## About this exercise
When the string "step" occurs in a line of the records, show that line.

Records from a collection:
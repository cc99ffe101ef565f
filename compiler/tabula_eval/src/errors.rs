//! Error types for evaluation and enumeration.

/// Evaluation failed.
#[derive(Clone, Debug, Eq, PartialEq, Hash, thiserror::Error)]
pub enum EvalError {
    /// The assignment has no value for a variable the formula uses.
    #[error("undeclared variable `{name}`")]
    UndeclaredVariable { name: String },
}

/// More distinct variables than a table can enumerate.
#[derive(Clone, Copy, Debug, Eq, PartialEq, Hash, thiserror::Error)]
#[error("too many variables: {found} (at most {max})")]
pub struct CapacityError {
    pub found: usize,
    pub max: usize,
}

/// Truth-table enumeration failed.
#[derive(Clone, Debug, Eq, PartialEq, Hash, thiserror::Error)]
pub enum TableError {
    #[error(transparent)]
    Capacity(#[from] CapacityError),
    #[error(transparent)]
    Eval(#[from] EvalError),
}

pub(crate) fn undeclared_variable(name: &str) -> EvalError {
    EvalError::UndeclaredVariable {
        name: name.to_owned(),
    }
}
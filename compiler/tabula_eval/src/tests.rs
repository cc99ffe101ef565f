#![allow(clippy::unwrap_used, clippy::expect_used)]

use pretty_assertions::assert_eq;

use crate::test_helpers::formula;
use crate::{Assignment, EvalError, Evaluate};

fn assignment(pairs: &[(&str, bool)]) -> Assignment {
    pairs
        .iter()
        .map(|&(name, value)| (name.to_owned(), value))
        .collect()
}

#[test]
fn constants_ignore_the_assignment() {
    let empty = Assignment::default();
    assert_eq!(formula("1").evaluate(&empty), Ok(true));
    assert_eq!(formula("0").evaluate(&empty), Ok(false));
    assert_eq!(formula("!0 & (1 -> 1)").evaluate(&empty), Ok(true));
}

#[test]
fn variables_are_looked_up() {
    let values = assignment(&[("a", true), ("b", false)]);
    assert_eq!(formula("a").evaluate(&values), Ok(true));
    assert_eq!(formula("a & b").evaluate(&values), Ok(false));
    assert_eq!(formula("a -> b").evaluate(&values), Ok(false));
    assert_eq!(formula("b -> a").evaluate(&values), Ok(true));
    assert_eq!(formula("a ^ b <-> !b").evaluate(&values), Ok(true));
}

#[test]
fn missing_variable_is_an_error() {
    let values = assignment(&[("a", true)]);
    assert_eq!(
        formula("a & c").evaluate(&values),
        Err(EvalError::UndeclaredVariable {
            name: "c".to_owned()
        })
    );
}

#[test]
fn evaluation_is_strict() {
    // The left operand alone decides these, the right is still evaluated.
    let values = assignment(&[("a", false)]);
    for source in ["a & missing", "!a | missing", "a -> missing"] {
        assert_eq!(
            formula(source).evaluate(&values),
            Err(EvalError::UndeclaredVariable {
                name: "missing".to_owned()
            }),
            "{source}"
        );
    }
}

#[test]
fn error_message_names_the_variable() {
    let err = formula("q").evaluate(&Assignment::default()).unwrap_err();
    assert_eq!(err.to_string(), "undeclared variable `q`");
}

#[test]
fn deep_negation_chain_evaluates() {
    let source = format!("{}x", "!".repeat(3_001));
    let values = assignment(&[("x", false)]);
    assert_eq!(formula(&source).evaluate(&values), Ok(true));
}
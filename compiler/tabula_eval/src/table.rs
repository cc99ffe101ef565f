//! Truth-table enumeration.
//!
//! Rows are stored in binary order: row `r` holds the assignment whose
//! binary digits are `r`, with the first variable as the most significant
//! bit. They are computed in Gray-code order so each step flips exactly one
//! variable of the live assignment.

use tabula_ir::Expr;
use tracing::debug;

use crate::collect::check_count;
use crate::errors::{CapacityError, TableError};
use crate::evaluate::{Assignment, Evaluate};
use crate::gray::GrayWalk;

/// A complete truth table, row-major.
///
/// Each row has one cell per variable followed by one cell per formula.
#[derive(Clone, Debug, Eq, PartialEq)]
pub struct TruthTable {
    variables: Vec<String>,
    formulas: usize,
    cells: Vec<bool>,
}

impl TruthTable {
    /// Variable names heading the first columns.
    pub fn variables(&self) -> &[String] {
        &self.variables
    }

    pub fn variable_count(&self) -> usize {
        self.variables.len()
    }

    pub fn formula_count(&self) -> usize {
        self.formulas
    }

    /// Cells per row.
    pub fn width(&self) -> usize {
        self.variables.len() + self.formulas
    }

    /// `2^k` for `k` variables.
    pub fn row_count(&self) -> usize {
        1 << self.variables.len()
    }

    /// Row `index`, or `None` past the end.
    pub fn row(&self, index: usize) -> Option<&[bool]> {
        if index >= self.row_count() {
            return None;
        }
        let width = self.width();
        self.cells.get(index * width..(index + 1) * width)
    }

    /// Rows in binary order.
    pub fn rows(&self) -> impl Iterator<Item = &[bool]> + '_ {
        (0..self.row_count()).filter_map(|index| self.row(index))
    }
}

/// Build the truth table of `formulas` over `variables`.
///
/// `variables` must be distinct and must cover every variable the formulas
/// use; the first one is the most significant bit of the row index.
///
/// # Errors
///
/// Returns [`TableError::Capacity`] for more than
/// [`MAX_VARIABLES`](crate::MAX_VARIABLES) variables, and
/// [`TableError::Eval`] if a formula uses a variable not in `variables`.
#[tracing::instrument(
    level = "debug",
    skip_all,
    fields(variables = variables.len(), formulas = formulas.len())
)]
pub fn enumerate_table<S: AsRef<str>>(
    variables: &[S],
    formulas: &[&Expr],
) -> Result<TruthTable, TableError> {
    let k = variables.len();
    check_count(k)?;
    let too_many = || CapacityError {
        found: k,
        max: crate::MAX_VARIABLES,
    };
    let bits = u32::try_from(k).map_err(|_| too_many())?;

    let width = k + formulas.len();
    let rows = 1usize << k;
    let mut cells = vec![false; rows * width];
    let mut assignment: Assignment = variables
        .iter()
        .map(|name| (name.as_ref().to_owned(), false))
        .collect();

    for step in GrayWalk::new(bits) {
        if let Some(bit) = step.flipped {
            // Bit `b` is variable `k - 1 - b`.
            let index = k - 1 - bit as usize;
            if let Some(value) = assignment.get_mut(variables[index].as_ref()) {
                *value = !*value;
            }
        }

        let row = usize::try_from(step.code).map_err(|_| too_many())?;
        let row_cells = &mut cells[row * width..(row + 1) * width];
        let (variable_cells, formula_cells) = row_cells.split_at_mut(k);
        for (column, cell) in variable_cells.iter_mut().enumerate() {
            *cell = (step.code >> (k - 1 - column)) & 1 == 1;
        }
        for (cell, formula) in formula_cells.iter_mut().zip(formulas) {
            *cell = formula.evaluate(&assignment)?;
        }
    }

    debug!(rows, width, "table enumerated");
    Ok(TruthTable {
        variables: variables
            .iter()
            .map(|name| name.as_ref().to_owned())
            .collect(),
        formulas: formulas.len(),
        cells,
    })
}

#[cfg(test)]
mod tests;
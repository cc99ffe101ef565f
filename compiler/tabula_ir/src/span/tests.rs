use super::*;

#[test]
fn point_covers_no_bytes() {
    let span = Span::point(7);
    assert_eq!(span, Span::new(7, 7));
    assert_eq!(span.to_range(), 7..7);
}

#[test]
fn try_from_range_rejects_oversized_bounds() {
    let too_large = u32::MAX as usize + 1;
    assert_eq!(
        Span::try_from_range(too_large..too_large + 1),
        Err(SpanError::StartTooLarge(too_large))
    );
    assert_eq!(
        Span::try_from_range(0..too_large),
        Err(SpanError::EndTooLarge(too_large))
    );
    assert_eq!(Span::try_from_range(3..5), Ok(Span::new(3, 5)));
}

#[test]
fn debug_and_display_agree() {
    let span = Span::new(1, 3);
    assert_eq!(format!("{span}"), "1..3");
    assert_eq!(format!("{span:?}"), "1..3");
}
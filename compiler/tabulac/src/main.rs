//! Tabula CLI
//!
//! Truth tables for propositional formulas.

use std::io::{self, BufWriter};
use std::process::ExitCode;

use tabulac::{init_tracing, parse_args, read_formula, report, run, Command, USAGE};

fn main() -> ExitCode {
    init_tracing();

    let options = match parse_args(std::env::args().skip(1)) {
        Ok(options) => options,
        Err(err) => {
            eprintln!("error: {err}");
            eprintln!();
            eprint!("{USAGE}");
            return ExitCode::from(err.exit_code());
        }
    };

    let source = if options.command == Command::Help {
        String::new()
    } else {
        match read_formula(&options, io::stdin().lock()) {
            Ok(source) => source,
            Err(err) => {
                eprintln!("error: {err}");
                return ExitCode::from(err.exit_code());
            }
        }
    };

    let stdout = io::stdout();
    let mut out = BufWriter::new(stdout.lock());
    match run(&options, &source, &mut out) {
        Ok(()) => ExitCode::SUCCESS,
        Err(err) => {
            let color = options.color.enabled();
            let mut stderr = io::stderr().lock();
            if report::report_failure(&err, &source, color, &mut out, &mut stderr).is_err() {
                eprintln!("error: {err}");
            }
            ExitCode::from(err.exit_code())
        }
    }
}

## Exercise output
//! bit. They are computed in Gray-code order so each step flips exactly one
    for step in GrayWalk::new(bits) {
        if let Some(bit) = step.flipped {
        let row = usize::try_from(step.code).map_err(|_| too_many())?;
            *cell = (step.code >> (k - 1 - column)) & 1 == 1;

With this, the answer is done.